Stored data:
--- START ---

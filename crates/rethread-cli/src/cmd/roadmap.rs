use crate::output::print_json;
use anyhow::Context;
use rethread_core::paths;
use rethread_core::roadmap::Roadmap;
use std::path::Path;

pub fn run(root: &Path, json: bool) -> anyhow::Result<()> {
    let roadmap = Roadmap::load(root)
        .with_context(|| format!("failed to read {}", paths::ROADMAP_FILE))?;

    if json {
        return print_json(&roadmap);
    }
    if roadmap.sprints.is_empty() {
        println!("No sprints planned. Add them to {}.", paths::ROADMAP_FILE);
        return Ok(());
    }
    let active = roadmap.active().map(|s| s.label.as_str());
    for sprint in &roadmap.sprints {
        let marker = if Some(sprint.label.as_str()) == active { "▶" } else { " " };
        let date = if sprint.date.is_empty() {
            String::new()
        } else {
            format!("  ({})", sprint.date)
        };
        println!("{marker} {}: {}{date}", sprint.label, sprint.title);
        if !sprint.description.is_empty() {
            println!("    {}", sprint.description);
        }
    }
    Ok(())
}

--- END ---
--- START ---

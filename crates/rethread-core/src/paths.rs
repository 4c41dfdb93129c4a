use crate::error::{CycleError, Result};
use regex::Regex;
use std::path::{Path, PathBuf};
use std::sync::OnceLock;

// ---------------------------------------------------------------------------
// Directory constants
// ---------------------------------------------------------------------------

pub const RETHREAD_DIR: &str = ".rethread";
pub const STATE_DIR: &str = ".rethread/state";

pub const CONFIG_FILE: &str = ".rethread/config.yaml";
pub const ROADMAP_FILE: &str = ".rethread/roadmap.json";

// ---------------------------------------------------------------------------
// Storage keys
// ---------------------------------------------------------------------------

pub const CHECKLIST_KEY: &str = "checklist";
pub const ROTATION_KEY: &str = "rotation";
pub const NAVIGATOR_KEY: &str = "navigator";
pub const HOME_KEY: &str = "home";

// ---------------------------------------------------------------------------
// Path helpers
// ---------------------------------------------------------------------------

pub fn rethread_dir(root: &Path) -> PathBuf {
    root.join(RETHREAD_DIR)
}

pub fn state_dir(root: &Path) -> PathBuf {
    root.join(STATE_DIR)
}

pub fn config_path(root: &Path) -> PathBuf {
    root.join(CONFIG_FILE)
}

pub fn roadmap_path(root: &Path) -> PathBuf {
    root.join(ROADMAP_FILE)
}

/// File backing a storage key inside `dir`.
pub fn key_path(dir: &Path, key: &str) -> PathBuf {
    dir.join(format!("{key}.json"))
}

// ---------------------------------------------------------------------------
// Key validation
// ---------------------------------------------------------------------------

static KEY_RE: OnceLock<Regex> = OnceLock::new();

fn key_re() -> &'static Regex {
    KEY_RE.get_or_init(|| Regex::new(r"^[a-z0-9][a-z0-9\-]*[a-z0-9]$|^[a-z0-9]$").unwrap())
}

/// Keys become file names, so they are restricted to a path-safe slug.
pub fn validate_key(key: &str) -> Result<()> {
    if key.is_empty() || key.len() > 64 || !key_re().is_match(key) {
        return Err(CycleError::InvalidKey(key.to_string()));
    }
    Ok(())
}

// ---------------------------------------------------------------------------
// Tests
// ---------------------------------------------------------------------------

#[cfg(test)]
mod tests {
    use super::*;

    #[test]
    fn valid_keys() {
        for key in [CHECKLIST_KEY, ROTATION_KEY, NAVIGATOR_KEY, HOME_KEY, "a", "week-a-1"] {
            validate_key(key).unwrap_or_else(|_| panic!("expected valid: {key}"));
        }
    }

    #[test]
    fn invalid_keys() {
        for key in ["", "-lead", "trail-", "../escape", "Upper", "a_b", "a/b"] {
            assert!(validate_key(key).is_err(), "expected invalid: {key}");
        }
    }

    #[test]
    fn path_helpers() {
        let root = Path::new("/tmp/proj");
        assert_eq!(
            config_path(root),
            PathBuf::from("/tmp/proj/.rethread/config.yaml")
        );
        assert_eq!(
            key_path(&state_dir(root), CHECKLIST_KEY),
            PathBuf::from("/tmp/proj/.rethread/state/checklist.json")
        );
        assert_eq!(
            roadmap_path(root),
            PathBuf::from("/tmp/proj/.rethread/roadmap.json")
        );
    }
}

--- END ---
--- START ---

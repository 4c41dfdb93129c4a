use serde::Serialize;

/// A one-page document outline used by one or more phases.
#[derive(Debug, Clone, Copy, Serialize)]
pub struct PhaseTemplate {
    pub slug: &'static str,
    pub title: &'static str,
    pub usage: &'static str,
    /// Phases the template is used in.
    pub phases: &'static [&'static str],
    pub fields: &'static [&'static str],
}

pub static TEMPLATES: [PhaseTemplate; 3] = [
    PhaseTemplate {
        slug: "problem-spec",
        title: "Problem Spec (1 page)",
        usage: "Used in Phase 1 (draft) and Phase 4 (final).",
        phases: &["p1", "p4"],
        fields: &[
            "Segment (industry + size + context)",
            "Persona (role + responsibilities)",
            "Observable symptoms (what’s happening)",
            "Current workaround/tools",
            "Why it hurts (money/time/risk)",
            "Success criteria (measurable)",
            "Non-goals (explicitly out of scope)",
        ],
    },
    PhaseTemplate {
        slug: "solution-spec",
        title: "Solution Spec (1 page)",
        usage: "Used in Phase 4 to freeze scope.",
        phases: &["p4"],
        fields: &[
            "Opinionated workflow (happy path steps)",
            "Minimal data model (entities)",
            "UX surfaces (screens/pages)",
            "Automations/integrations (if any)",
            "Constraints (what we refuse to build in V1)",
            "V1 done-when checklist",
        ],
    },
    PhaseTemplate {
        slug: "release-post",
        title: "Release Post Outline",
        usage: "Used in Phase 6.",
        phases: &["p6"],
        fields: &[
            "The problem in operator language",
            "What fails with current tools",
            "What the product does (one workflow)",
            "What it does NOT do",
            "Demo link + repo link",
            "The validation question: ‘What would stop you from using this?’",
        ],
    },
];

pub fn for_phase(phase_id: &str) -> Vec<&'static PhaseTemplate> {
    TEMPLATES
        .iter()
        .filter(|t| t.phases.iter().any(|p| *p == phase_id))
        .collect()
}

--- END ---

[AIM OF THE EXERCISE] Answer with one number, namely the count of lines in the entries that include the word "tools".

[WRITTEN SOLUTION] 2